→ **Work instructions**
Among the records, which lines include "VoltreonConfig"? List them.

(Collected data)
▼

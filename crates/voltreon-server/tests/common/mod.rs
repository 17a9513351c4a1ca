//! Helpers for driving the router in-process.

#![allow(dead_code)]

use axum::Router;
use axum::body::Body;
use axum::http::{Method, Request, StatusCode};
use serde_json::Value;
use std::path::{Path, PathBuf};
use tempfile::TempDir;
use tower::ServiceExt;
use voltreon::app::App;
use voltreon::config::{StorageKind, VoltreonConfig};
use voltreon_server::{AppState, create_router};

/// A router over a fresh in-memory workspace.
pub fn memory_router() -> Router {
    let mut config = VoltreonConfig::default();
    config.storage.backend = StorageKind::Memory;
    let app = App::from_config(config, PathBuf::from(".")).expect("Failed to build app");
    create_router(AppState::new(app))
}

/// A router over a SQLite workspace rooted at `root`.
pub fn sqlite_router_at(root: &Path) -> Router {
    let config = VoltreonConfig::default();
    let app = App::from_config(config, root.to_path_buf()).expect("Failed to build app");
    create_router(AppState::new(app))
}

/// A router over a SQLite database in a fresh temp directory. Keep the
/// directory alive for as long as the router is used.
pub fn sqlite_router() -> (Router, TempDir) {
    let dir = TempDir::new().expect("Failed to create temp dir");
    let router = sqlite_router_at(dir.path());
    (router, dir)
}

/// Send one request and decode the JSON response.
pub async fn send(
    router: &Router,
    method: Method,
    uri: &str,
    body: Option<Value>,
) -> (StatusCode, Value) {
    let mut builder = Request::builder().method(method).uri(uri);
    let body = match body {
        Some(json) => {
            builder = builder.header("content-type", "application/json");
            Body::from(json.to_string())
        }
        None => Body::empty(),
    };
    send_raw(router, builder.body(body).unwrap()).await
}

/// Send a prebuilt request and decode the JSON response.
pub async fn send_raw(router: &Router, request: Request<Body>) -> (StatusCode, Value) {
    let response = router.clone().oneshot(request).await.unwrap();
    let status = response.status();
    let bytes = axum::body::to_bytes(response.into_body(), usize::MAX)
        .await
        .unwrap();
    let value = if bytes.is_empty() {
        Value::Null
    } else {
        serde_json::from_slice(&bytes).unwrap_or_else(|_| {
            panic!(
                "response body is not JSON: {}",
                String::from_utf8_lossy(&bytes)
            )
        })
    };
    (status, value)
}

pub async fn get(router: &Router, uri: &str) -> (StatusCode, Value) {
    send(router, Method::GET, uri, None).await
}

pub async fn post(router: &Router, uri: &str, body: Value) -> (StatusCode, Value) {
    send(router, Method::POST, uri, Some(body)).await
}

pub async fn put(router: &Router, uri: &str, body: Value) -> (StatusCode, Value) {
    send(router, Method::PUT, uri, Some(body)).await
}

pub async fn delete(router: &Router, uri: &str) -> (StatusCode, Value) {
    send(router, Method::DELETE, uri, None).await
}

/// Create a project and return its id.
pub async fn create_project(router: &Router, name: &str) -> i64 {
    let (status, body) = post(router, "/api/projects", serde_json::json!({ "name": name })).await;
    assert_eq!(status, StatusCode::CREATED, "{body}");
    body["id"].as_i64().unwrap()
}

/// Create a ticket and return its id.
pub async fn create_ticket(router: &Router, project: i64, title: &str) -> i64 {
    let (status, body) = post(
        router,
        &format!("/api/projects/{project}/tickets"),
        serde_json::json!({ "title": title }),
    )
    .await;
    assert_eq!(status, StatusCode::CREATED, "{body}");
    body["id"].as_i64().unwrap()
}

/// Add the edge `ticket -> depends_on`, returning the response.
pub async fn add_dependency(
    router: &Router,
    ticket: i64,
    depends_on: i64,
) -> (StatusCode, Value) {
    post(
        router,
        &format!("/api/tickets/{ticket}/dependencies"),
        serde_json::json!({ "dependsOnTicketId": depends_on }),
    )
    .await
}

▲
▼

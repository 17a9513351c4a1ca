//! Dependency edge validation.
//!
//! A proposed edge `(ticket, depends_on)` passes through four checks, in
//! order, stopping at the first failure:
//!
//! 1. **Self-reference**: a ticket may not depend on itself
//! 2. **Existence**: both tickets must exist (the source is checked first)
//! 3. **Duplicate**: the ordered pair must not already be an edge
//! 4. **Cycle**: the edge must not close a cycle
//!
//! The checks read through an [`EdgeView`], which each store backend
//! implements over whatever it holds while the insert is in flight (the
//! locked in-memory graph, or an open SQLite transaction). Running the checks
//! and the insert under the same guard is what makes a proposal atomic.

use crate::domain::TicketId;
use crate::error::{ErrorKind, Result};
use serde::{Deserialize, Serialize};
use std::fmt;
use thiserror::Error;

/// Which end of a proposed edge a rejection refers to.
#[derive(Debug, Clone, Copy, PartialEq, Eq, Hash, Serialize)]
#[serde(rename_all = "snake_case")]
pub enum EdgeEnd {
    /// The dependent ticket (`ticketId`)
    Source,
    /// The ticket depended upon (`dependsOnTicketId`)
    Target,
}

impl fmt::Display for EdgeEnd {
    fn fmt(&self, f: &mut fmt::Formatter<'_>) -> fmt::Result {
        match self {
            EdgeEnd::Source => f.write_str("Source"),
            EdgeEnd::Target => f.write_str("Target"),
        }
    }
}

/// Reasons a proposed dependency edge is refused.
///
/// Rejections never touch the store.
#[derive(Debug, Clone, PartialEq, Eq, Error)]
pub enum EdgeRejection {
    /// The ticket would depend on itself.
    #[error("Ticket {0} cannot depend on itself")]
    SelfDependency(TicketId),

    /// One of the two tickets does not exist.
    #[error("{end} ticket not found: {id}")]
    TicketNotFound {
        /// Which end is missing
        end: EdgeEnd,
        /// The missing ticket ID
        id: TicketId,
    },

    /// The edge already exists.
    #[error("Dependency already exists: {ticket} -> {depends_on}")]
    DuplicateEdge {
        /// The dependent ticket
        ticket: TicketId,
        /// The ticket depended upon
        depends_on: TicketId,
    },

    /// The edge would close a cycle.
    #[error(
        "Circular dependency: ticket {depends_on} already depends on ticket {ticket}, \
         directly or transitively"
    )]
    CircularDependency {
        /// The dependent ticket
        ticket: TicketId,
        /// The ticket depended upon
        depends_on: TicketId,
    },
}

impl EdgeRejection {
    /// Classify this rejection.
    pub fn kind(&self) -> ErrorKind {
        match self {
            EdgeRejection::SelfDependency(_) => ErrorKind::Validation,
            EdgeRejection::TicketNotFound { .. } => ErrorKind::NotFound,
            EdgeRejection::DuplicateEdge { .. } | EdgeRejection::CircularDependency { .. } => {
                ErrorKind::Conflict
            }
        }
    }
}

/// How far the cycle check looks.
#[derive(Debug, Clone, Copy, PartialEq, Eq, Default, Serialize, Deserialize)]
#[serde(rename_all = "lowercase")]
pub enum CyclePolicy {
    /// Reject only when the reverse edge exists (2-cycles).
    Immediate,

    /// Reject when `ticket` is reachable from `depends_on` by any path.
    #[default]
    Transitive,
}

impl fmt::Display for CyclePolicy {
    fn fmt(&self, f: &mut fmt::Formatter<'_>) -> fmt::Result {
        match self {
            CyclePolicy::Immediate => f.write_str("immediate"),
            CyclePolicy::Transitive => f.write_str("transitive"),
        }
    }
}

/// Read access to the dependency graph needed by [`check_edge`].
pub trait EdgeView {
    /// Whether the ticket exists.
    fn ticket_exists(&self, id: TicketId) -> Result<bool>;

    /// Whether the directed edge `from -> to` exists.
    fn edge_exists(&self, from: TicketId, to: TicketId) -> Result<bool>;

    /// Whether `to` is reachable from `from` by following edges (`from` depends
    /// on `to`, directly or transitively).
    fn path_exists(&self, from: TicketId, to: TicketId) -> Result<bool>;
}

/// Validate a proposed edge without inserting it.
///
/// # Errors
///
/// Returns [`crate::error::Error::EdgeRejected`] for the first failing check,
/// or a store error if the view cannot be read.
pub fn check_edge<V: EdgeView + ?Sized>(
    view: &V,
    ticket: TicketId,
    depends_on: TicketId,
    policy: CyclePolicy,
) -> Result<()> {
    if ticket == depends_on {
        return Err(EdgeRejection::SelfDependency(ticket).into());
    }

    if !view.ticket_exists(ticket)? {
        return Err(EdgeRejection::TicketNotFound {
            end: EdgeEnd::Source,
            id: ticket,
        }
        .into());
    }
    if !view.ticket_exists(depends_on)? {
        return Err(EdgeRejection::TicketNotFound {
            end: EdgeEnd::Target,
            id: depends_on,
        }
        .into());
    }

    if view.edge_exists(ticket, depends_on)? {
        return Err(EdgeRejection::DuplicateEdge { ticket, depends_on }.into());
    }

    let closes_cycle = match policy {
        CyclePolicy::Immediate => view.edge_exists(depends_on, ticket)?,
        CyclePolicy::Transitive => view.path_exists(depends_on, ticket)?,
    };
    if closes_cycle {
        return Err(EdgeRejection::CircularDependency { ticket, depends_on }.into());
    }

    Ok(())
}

▲

→ **Expected output**
use voltreon::config::{StorageKind, VoltreonConfig};
    let mut config = VoltreonConfig::default();
    let config = VoltreonConfig::default();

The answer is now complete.